No es sólo cerveza, es un confesionario, una red social y el ágora para los que estamos siempre a la greña a cambio de unas pocas monedas, unos momentos donde aparecen extrañas oportunidades para la sinceridad.

Esto es lo que sucedió en el mítico pub ‘The Seven Stars’, junto a los ‘Royal Courts of Justice’, donde me topé hace unos días con un buen amigo, especialista en disputas de altos vuelos en Oriente Medio, quien me susurró tras su cuarto vaso:

– Los secretos del arbitraje no se cuentan ni al perro…, salvo que te lo pregunte otro ‘barrister’ con más galones que tú.

Ante tal afirmación no pude resistir la tentación y le pregunté:

– ¿Y, entonces, qué pasa?

– Pues pasa, dear Joseph… que entonces mientes como un bastard.

Aquella frase, acompañada de buenas carcajadas y que puede sonar a boutade, encierra una verdad que acaba de quedar reflejada con precisión en la reciente sentencia de A Corporation v Firm B & Mr W [2025] EWHC 1092 (Comm), dictada por el siempre elegante Mr Justice Foxton en el tribunal mercantil de Londres.

Un asunto donde la privacidad del arbitraje se las ha tenido contra la realidad de los despachos internacionales, la movilidad profesional y esa obsesión tan inglesa por la imparcialidad, no siempre fácil de conseguir.

Un caso donde no se jugaban sólo los millones, sino el honor de una firma internacional de relumbrón… y alguna que otra reputación profesional, tan dura de obtener como fácil de perder.
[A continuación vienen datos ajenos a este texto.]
/*
ShootemUp - Arcade Shooter
*/
use std::path::PathBuf;
use std::process::ExitCode;

use shootlib::level_loader::{read_levels, RecordedDiagnostics};

// Distinct Codes so Scripts Can Tell a Bad Invocation From a Dirty File
const EXIT_REJECTED_LINES: u8 = 2;
const EXIT_USAGE: u8 = 64;

fn main() -> ExitCode {
    let path = parse_args();
    let mut diag = RecordedDiagnostics::default();

    let result = read_levels(&path, &mut diag);

    for r in &diag.rejected {
        eprintln!("line {}: {} ('{}')", r.line_no, r.error, r.line);
    }

    match result {
        Ok((levels, report)) => {
            for l in &levels {
                println!(
                    "{:>4}  {:<20} spawn {:>5.2}  speed {:>6.1}  health {:>3}  required {:>3}",
                    l.level_number,
                    l.name,
                    l.enemy_spawn_rate,
                    l.enemy_speed,
                    l.enemy_health,
                    l.enemies_required,
                );
            }
            eprintln!("checked {}", path.display());
            eprintln!("levels {}  rejected {}", report.loaded, report.rejected);
            ExitCode::from(exit_status(report.rejected))
        }
        Err(err) => {
            eprintln!("{err}");
            ExitCode::FAILURE
        }
    }
}

fn exit_status(rejected: usize) -> u8 {
    if rejected > 0 { EXIT_REJECTED_LINES } else { 0 }
}

fn parse_args() -> PathBuf {
    let mut path = PathBuf::from("assets/levels.txt");

    let mut it = std::env::args().skip(1);
    while let Some(a) = it.next() {
        match a.as_str() {
            "--levels" => {
                if let Some(v) = it.next() {
                    path = PathBuf::from(v);
                }
            }
            _ => {
                eprintln!("usage: level_check [--levels <path>]");
                std::process::exit(i32::from(EXIT_USAGE));
            }
        }
    }

    path
}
Pero antes de meternos en faena, conviene aclarar algo que a cualquier lector español le chirría al primer vistazo:

¿Cómo es posible que en una sentencia de este calibre no sepamos quién es “A Corporation”, ni qué narices es “Firm B”, ni a qué se dedica “Mr W” más allá de su amor por los comentarios indiscretos?
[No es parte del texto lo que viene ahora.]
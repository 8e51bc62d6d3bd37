use std::any::Any;
use std::panic::{AssertUnwindSafe, catch_unwind};

use thiserror::Error;

/// Misuse of a component's lifecycle.
#[derive(Debug, Error, Clone, PartialEq, Eq)]
pub enum HookError {
    #[error("component `{0}` is unmounted")]
    Unmounted(String),
    #[error("component `{0}` is already rendering")]
    ReentrantRender(String),
    #[error("component `{0}` cannot commit while rendering")]
    CommitDuringRender(String),
}

pub(crate) fn panic_message(err: &(dyn Any + Send)) -> String {
    if let Some(s) = err.downcast_ref::<String>() {
        s.clone()
    } else if let Some(s) = err.downcast_ref::<&str>() {
        s.to_string()
    } else {
        "Unknown panic".to_string()
    }
}

/// Runs `f`, logging instead of unwinding if it panics. Returns false on panic.
pub(crate) fn run_guarded(what: &str, f: impl FnOnce()) -> bool {
    match catch_unwind(AssertUnwindSafe(f)) {
        Ok(()) => true,
        Err(err) => {
            log::error!("{what} panicked: {}", panic_message(err.as_ref()));
            false
        }
    }
}
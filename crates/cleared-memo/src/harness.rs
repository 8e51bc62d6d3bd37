//! Drive a single hook through mount, rerenders and unmount, the way a
//! hook-testing library would.

use crate::error::HookError;
use crate::runtime::{Component, Options};

pub struct RenderHook<P, R> {
    component: Component,
    hook: Box<dyn FnMut(&P) -> R>,
    result: R,
}

impl<P, R> RenderHook<P, R> {
    /// Mounts: renders once with `props` and commits.
    pub fn new(props: P, hook: impl FnMut(&P) -> R + 'static) -> Result<Self, HookError> {
        Self::with_options(Options::default(), props, hook)
    }

    pub fn with_options(
        options: Options,
        props: P,
        hook: impl FnMut(&P) -> R + 'static,
    ) -> Result<Self, HookError> {
        let component = Component::with_options("RenderHook", options);
        let mut hook: Box<dyn FnMut(&P) -> R> = Box::new(hook);
        let result = component.render(|| hook(&props))?;
        component.commit()?;
        Ok(Self {
            component,
            hook,
            result,
        })
    }

    /// The value returned by the last render.
    pub fn result(&self) -> &R {
        &self.result
    }

    pub fn component(&self) -> &Component {
        &self.component
    }

    /// Renders and commits with new props.
    pub fn rerender(&mut self, props: P) -> Result<&R, HookError> {
        let hook = &mut self.hook;
        let result = self.component.render(|| hook(&props))?;
        self.component.commit()?;
        self.result = result;
        Ok(&self.result)
    }

    pub fn unmount(&mut self) {
        self.component.unmount();
    }
}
Pues fácil: porque el juez ha decidido mantener el anonimato por razones de confidencialidad arbitral.

Y es que, en el Reino Unido y, especialmente en la ‘Commercial Court’, cuando un pleito toca material sensible, como sucede en este caso, el tribunal publica la sentencia con los nombres sustituidos por letras genéricas.

Todo sin tener que llegar al ridículo de usar a Don Eustaquio o al señor Tiburcio como vemos en otras sentencias al otro lado del canal, nombres más propios de tebeos de Bruguera que de sentencia judiciales.

Es una muestra de respeto por la privacidad que las partes pactaron al elegir el arbitraje para lavar su ropa sucia y que los tribunales ingleses, aunque se trate de sociedades mercantiles, guardan a cal y canto.

Y ahora sí, al lío padre.

DOS BARCOS Y UN MISMO DESPACHO DE ABOGADOS EN CONTRA

Para que nos entendamos, este caso va de dos buques con supuestos problemas, de un mismo bufete de abogados actuando en dos arbitrajes y una información confidencial que, según parece, fue compartida entre oficinas.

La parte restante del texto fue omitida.